▶ Instructions for the task
Look for the word "BTreeMap" in the data below, and copy every line that holds it.

▶ Dataset records
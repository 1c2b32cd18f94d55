//! GLTF document construction

use crate::MeshAccessors;
use gltf_json as json;
use gltf_json::validation::Checked::Valid;
use std::collections::BTreeMap;

/// Builder for complete GLTF documents
#[derive(Default)]
pub struct GltfBuilder {
    nodes: Vec<json::Node>,
    meshes: Vec<json::Mesh>,
    materials: Vec<json::Material>,
    images: Vec<json::Image>,
    textures: Vec<json::Texture>,
    samplers: Vec<json::texture::Sampler>,
    scenes: Vec<json::Scene>,
    extensions_used: Vec<String>,
    extras: json::extras::Extras,
    buffer_byte_length: u64,
}

impl GltfBuilder {
    pub fn new() -> Self {
        Self::default()
    }

    /// Set buffer byte length (required before building)
    pub fn buffer_byte_length(mut self, length: u64) -> Self {
        self.buffer_byte_length = length;
        self
    }

    /// Add a node
    pub fn add_node(mut self, node: json::Node) -> Self {
        self.nodes.push(node);
        self
    }

    /// Add a mesh with a single triangle-list primitive
    pub fn add_mesh_from_accessors(mut self, name: &str, accessors: &MeshAccessors) -> Self {
        let mut attributes = BTreeMap::new();
        attributes.insert(
            Valid(json::mesh::Semantic::Positions),
            accessors.positions.as_json_index(),
        );

        if let Some(normals) = accessors.normals {
            attributes.insert(
                Valid(json::mesh::Semantic::Normals),
                normals.as_json_index(),
            );
        }

        if let Some(uvs) = accessors.uvs {
            attributes.insert(
                Valid(json::mesh::Semantic::TexCoords(0)),
                uvs.as_json_index(),
            );
        }

        let primitive = json::mesh::Primitive {
            attributes,
            extensions: Default::default(),
            extras: Default::default(),
            indices: accessors.indices.map(|i| i.as_json_index()),
            material: accessors.material.map(json::Index::new),
            mode: Valid(json::mesh::Mode::Triangles),
            targets: None,
        };

        self.meshes.push(json::Mesh {
            extensions: Default::default(),
            extras: Default::default(),
            name: Some(name.to_string()),
            primitives: vec![primitive],
            weights: None,
        });

        self
    }

    /// Add a material
    pub fn add_material(mut self, material: json::Material) -> Self {
        self.materials.push(material);
        self
    }

    /// Add a sampler
    pub fn add_sampler(mut self, sampler: json::texture::Sampler) -> Self {
        self.samplers.push(sampler);
        self
    }

    /// Add an image stored in a buffer view of the binary chunk
    pub fn add_image_view(mut self, name: &str, mime_type: &str, view: u32) -> Self {
        self.images.push(json::Image {
            buffer_view: Some(json::Index::new(view)),
            mime_type: Some(json::image::MimeType(mime_type.to_string())),
            name: Some(name.to_string()),
            uri: None,
            extensions: Default::default(),
            extras: Default::default(),
        });
        self
    }

    /// Get the current image count
    pub fn image_count(&self) -> u32 {
        self.images.len() as u32
    }

    /// Add a texture sampling an image
    pub fn add_texture(mut self, name: &str, image: u32, sampler: Option<u32>) -> Self {
        self.textures.push(json::Texture {
            name: Some(name.to_string()),
            sampler: sampler.map(json::Index::new),
            source: json::Index::new(image),
            extensions: Default::default(),
            extras: Default::default(),
        });
        self
    }

    /// Declare an extension in `extensionsUsed` (deduplicated)
    pub fn use_extension(mut self, name: &str) -> Self {
        if !self.extensions_used.iter().any(|e| e == name) {
            self.extensions_used.push(name.to_string());
        }
        self
    }

    /// Attach document-level metadata
    pub fn extras(mut self, extras: json::extras::Extras) -> Self {
        self.extras = extras;
        self
    }

    /// Add a scene
    pub fn add_scene(mut self, name: &str, root_nodes: &[u32]) -> Self {
        self.scenes.push(json::Scene {
            extensions: Default::default(),
            extras: Default::default(),
            name: Some(name.to_string()),
            nodes: root_nodes.iter().map(|n| json::Index::new(*n)).collect(),
        });
        self
    }

    /// Build final GLTF Root (requires buffer views and accessors from BufferBuilder)
    pub fn build(
        self,
        buffer_views: &[json::buffer::View],
        accessors: &[json::Accessor],
        generator: &str,
    ) -> json::Root {
        let buffers = vec![json::Buffer {
            byte_length: self.buffer_byte_length.into(),
            extensions: Default::default(),
            extras: Default::default(),
            name: None,
            uri: None,
        }];

        json::Root {
            accessors: accessors.to_vec(),
            animations: Vec::new(),
            asset: json::Asset {
                copyright: None,
                extensions: Default::default(),
                extras: Default::default(),
                generator: Some(generator.to_string()),
                min_version: None,
                version: "2.0".to_string(),
            },
            buffers,
            buffer_views: buffer_views.to_vec(),
            cameras: Vec::new(),
            extensions: Default::default(),
            extensions_required: Vec::new(),
            extensions_used: self.extensions_used,
            extras: self.extras,
            images: self.images,
            materials: self.materials,
            meshes: self.meshes,
            nodes: self.nodes,
            samplers: self.samplers,
            scene: if self.scenes.is_empty() {
                None
            } else {
                Some(json::Index::new(0))
            },
            scenes: self.scenes,
            skins: Vec::new(),
            textures: self.textures,
        }
    }
}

▶ Output for this exercise
use std::collections::BTreeMap;
        let mut attributes = BTreeMap::new();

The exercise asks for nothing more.